France | France, Cour administrative d'appel de Versailles, 1ere chambre, 02 novembre 2004, 02VE00903


Vu l'ordonnance en date du 16 août 2004, enregistrée au greffe de la Cour administrative d'appel de Versailles le 1er septembre 2004, par laquelle le président de la Cour administrative d'appel de Paris a, en application du décret n°2004-585 du 22 juin 2004 portant création d'une Cour administrative d'appel à Versailles, et modifiant les articles R.221-3, R.221-4, R.221-7 et R.221-8 du code de justice administrative, transmis à la Cour administrative d'appel de Versailles la requête présentée pour M. Czeslaw X, demeurant ..., par Me Levy, avocat au barreau du Val-de-Marne ;

V

u ladite requête enregistrée au greffe de la Cour administrative...
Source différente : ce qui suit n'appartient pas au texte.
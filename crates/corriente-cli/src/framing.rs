//! Frame assembly and Manchester sync recovery for the modem.
//!
//! The transmit side frames a payload behind a preamble and sync word and
//! expands it into ±1 Manchester chips for the graph. The receive side is
//! the boundary-layer resynchronization loop: it watches the demodulated
//! chip stream at both possible pair alignments, hunts for the sync word,
//! and yields complete payloads.

use corriente_bitstream::{Bits, Field, Frame};

/// Builds the on-air frame: 16 zero preamble bits, a 16-bit sync word,
/// then the payload bytes.
pub fn build_frame(payload: &[u8], sync: u16) -> Bits {
    let mut frame = Frame::new();
    frame.push(
        "preamble",
        Field::with_uint(16, 0).expect("zero fits 16 bits"),
    );
    frame.push(
        "sync",
        Field::with_uint(16, u64::from(sync)).expect("sync fits 16 bits"),
    );
    frame.push("payload", Field::with_bytes(payload));
    frame.bits().expect("every field was just filled")
}

/// Expands frame bits into ±1 Manchester chips: a one becomes `(+1, -1)`,
/// a zero `(-1, +1)`.
pub fn manchester_chips(bits: &Bits) -> Vec<f32> {
    let mut chips = Vec::with_capacity(bits.len() * 2);
    for bit in bits.iter() {
        let level = if bit { 1.0 } else { -1.0 };
        chips.push(level);
        chips.push(-level);
    }
    chips
}

/// Sliding-window sync hunter over a hard-decision chip stream.
///
/// Chip pairs decode to bits at two possible alignments; both are tried
/// on every new chip. Pairs with equal chips (no mid-bit transition)
/// decode to nothing, so a valid frame additionally requires its bits to
/// come from contiguous chip pairs. Once a full frame is seen the
/// consumed chips are dropped and the payload returned.
pub struct SyncSearcher {
    sync: Bits,
    payload_bytes: usize,
    chips: Vec<bool>,
}

impl SyncSearcher {
    /// Creates a searcher for frames carrying `payload_bytes` bytes.
    pub fn new(sync: u16, payload_bytes: usize) -> Self {
        Self {
            sync: Bits::from_uint(u64::from(sync), 16).expect("sync fits 16 bits"),
            payload_bytes,
            chips: Vec::new(),
        }
    }

    /// Number of frame bits after the preamble: sync word plus payload.
    fn frame_bits(&self) -> usize {
        16 + self.payload_bytes * 8
    }

    /// Feeds one hard-decision chip; returns a payload when a complete
    /// frame has been recognized.
    pub fn push_chip(&mut self, chip: bool) -> Option<Vec<u8>> {
        self.chips.push(chip);
        // Keep just enough history for one frame plus its preamble at
        // either alignment.
        let window = (4 + self.payload_bytes) * 8 * 2;
        if self.chips.len() > window {
            let excess = self.chips.len() - window;
            self.chips.drain(..excess);
        }
        self.search()
    }

    fn search(&mut self) -> Option<Vec<u8>> {
        let frame_bits = self.frame_bits();
        for phase in 0..2usize {
            if self.chips.len() <= phase {
                continue;
            }
            let (bits, positions) = demanchesterize(&self.chips[phase..], phase);
            if bits.len() < frame_bits {
                continue;
            }
            'candidates: for start in 0..=bits.len() - frame_bits {
                for k in 0..self.sync.len() {
                    if Some(bits[start + k]) != self.sync.get(k) {
                        continue 'candidates;
                    }
                }
                for k in 1..frame_bits {
                    if positions[start + k] != positions[start] + 2 * k {
                        continue 'candidates;
                    }
                }
                let payload: Bits = bits[start + self.sync.len()..start + frame_bits]
                    .iter()
                    .copied()
                    .collect();
                let bytes = payload.to_bytes().expect("payload is whole bytes");
                let consumed = (positions[start + frame_bits - 1] + 2).min(self.chips.len());
                self.chips.drain(..consumed);
                return Some(bytes);
            }
        }
        None
    }
}

/// Collapses chip pairs into bits, recording each bit's first-chip
/// position; pairs without a transition are skipped.
fn demanchesterize(chips: &[bool], base: usize) -> (Vec<bool>, Vec<usize>) {
    let mut bits = Vec::with_capacity(chips.len() / 2);
    let mut positions = Vec::with_capacity(chips.len() / 2);
    let mut index = 0;
    while index + 1 < chips.len() {
        let (first, second) = (chips[index], chips[index + 1]);
        if first != second {
            bits.push(first);
            positions.push(base + index);
        }
        index += 2;
    }
    (bits, positions)
}

#[cfg(test)]
mod tests {
    use super::*;

    fn decode_stream(searcher: &mut SyncSearcher, chips: &[f32]) -> Vec<Vec<u8>> {
        let mut decoded = Vec::new();
        for &chip in chips {
            if let Some(payload) = searcher.push_chip(chip > 0.0) {
                decoded.push(payload);
            }
        }
        decoded
    }

    #[test]
    fn test_frame_layout() {
        let bits = build_frame(b"hi", 0xC1FA);
        assert_eq!(bits.len(), 16 + 16 + 16);
        // Preamble is all zeros.
        assert_eq!(bits.slice(0, 16).to_uint().unwrap(), 0);
        assert_eq!(bits.slice(16, 32).to_uint().unwrap(), 0xC1FA);
    }

    #[test]
    fn test_chips_alternate_per_bit() {
        let bits = Bits::from_uint(0b10, 2).unwrap();
        assert_eq!(manchester_chips(&bits), vec![1.0, -1.0, -1.0, 1.0]);
    }

    #[test]
    fn test_searcher_recovers_payload() {
        let payload = b"hi!";
        let chips = manchester_chips(&build_frame(payload, 0xC1FA));
        let mut searcher = SyncSearcher::new(0xC1FA, payload.len());
        let decoded = decode_stream(&mut searcher, &chips);
        assert_eq!(decoded, vec![payload.to_vec()]);
    }

    #[test]
    fn test_searcher_handles_misaligned_stream() {
        let payload = b"ok";
        let mut chips = vec![-1.0];
        chips.extend(manchester_chips(&build_frame(payload, 0xC1FA)));
        let mut searcher = SyncSearcher::new(0xC1FA, payload.len());
        let decoded = decode_stream(&mut searcher, &chips);
        assert_eq!(decoded, vec![payload.to_vec()]);
    }

    #[test]
    fn test_searcher_recovers_repeated_frames() {
        let payload = b"abc";
        let frame = manchester_chips(&build_frame(payload, 0xC1FA));
        let mut stream = frame.clone();
        stream.extend(frame);
        let mut searcher = SyncSearcher::new(0xC1FA, payload.len());
        let decoded = decode_stream(&mut searcher, &stream);
        assert_eq!(decoded.len(), 2);
    }

    #[test]
    fn test_searcher_ignores_noise_without_sync() {
        let mut searcher = SyncSearcher::new(0xC1FA, 4);
        let noise: Vec<f32> = (0..200)
            .map(|i| if (i * 7) % 3 == 0 { 1.0 } else { -1.0 })
            .collect();
        assert!(decode_stream(&mut searcher, &noise).is_empty());
    }
}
Vu l'ordonnance en date du 16 août 2004, enregistrée au greffe de la Cour administrative d'appel de Versailles le 1er septembre 2004, par laquelle le président de la Cour administrative d'appel de Paris a, en application du décret n°2004-585 du 22 juin 2004 portant création d'une Cour administrative d'appel à Versailles, et modifiant les articles R.221-3, R.221-4, R.221-7 et R.221-8 du code de justice administrative, transmis à la Cour administrative d'appel de Versailles la requête présentée pour M. Czeslaw X, demeurant ..., par Me Levy, avocat au barreau du Val-de-Marne ;

Vu ladite requête enregistrée au greffe de la Cour administrative d'appel de Paris le 11 mars 2002, sous le n°02PA00903, par laquelle M. Czeslaw X demande à la Cour :

1°) de réformer le jugement du 10 janvier 2002 par lequel le Tribunal administratif de Versailles a condamné la commune des Ulis à lui verser une indemnité de 30 490 euros qu'il estime insuffisante en réparation du préjudice qu'il a subi ;

2°) de condamner la commune des Ulis à lui verser les sommes de :

- 76 224,51euros, valeur d'une sculpture endommagée ;

- 7 622,45 euros, en réparation de son préjudice moral ;

- avec les intérêts de droit à compter de la réclamation préalable du 21 janvier 1997 ;

- 3 048,98 euros en application de l'article L.8-1 du code des tribunaux administratifs et des cours administratives d'appel ;

Il soutient qu'il avait donné des instructions pour la mise en place d'une sculpture ; qu'ayant confié la garde de l'oeuvre à la commune, celle-ci en avait l'entière responsabilité en application de l'article 1384 du code civil ; qu'il a subi également un préjudice moral ;

.........................................................................................................................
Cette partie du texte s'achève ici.